▸ **EXERCISE INSTRUCTIONS**:
Give only the number of lines in the data that contain the word "EnvFilter".

(Records from a dataset)
=====
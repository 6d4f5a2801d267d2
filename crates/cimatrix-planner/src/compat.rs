//! CI configuration file compatibility.
//!
//! The CI configuration that invokes cimatrix declares a version number;
//! features refuse to run against configurations older than they support.

use cimatrix_core::{Error, Platform, Result};

pub const GENERATE_MATRIX_FEATURE: &str = "generate-ci-jobs";

/// Minimum CI config file version supporting matrix generation.
pub fn minimum_config_version(platform: Platform) -> u32 {
    match platform {
        Platform::GithubActions => 5,
        Platform::AzurePipelines => 4,
    }
}

pub fn ensure_compatible(platform: Platform, current: u32) -> Result<()> {
    let required = minimum_config_version(platform);
    if current >= required {
        return Ok(());
    }
    Err(Error::Incompatible {
        tool_version: env!("CARGO_PKG_VERSION").to_string(),
        platform: platform.to_string(),
        feature: GENERATE_MATRIX_FEATURE.to_string(),
        required,
        current,
    })
}
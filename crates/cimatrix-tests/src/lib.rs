//! Integration test infrastructure for cimatrix.
//!
//! Provides throw-away git repositories holding recipe trees, plus fixtures
//! for configuration files, manifests and CI environments.
//!
//! # Usage
//!
//! ```ignore
//! use cimatrix_tests::TestRepo;
//!
//! #[test]
//! fn test_something() {
//!     let repo = TestRepo::new().unwrap();
//!     repo.write("conanfile.py", "version = \"1.0\"\n").unwrap();
//!     repo.commit("add recipe").unwrap();
//! }
//! ```

pub mod context;
pub mod fixtures;

pub use context::TestRepo;
pub use fixtures::*;

/// Initialize test logging (call once per test binary).
pub fn init_test_logging() {
    use tracing_subscriber::{EnvFilter, fmt};

    let _ = fmt()
        .with_env_filter(
            EnvFilter::try_from_default_env()
                .unwrap_or_else(|_| EnvFilter::new("warn,cimatrix_planner=debug")),
        )
        .with_test_writer()
        .try_init();
}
=====
▸ **SOLUTION FOR THIS EXERCISE**:
3